### Task description
Your answer should consist of each line below that includes the word "vertex".

[[ Given records, beginning ]]

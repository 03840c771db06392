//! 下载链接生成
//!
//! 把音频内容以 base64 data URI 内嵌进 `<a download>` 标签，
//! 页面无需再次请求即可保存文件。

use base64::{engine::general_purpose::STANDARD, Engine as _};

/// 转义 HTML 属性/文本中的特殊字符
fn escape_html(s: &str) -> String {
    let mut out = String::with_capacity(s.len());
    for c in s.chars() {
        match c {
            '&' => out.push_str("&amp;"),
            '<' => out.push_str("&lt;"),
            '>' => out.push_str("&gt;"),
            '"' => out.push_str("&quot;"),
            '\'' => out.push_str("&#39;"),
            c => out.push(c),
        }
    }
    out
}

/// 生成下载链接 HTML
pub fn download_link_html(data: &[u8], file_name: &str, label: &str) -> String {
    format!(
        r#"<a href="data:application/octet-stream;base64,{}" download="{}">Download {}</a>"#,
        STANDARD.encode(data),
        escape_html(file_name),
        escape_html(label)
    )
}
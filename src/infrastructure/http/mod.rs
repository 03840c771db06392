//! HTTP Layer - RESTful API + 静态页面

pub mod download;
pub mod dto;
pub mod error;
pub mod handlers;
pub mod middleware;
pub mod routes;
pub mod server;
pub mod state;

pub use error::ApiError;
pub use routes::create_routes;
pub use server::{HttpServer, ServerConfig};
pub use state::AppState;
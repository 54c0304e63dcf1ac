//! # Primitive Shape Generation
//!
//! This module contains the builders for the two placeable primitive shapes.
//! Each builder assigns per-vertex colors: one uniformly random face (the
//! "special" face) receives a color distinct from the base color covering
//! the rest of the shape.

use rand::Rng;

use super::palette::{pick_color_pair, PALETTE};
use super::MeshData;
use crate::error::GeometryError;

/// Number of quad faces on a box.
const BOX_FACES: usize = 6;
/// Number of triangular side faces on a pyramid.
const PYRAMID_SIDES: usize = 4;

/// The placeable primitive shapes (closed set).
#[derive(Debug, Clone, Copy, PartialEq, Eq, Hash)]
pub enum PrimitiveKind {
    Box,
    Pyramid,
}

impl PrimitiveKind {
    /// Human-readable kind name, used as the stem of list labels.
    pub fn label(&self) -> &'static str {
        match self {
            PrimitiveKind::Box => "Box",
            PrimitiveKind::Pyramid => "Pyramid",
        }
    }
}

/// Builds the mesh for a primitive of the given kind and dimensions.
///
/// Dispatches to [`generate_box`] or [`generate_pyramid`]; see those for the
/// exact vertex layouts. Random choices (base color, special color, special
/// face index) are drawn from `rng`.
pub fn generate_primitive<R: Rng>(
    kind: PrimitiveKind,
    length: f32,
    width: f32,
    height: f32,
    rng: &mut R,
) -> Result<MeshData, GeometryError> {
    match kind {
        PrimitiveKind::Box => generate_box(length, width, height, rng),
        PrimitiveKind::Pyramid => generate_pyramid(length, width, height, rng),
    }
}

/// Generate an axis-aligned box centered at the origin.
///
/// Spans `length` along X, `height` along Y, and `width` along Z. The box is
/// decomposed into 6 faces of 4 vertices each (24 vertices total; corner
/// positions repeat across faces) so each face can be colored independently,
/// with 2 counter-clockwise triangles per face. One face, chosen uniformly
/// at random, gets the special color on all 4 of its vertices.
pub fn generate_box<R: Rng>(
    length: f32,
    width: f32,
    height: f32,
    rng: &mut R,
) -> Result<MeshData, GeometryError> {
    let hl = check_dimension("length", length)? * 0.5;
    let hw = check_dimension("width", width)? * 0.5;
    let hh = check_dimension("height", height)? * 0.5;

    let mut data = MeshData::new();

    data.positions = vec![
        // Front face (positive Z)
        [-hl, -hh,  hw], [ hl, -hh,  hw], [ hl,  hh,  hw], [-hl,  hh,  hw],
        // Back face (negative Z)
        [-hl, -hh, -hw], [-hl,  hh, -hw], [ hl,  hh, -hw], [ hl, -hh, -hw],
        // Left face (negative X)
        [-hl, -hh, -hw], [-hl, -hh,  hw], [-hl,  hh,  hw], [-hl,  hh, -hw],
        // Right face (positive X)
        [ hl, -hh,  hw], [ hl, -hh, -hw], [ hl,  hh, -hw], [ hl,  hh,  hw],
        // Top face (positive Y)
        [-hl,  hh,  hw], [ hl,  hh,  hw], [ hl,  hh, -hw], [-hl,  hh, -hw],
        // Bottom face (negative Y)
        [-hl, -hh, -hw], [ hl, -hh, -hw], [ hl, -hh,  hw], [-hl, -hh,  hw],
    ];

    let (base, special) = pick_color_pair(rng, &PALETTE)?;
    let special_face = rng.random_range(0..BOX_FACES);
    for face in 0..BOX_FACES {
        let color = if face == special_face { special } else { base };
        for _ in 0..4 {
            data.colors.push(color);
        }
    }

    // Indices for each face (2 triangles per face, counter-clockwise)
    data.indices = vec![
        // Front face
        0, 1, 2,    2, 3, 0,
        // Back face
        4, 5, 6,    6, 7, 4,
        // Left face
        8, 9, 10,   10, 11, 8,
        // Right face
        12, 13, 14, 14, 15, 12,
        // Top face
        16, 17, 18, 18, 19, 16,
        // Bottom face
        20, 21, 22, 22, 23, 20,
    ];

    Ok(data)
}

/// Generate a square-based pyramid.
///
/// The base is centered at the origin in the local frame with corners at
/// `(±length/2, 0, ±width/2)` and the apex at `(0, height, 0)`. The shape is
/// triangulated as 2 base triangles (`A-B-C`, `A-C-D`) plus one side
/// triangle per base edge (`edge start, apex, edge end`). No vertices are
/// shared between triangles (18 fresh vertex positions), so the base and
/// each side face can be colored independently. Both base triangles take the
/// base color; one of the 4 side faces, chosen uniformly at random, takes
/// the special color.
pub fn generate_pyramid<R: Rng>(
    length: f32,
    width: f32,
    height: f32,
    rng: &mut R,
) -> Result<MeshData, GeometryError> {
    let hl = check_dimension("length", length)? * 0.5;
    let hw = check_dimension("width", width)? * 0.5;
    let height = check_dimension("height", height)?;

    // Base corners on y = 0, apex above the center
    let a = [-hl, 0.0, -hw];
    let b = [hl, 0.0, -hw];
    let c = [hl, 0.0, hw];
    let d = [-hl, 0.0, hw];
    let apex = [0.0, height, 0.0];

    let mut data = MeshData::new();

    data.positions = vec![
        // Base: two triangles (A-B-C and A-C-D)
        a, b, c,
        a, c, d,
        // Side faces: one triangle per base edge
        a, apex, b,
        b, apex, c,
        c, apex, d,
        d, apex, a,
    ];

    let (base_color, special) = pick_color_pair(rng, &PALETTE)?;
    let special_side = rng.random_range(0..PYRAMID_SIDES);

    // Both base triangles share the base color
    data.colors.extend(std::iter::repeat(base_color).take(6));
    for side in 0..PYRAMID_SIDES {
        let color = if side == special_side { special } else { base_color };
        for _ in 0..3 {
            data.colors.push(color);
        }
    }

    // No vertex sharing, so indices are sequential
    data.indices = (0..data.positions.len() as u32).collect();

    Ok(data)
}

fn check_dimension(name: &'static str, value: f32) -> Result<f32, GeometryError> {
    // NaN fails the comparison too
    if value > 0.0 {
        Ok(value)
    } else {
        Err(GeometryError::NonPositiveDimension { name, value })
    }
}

[[ Given records, end ]]

### Task result
//! Each builder assigns per-vertex colors: one uniformly random face (the
/// exact vertex layouts. Random choices (base color, special color, special
/// shared between triangles (18 fresh vertex positions), so the base and
    // No vertex sharing, so indices are sequential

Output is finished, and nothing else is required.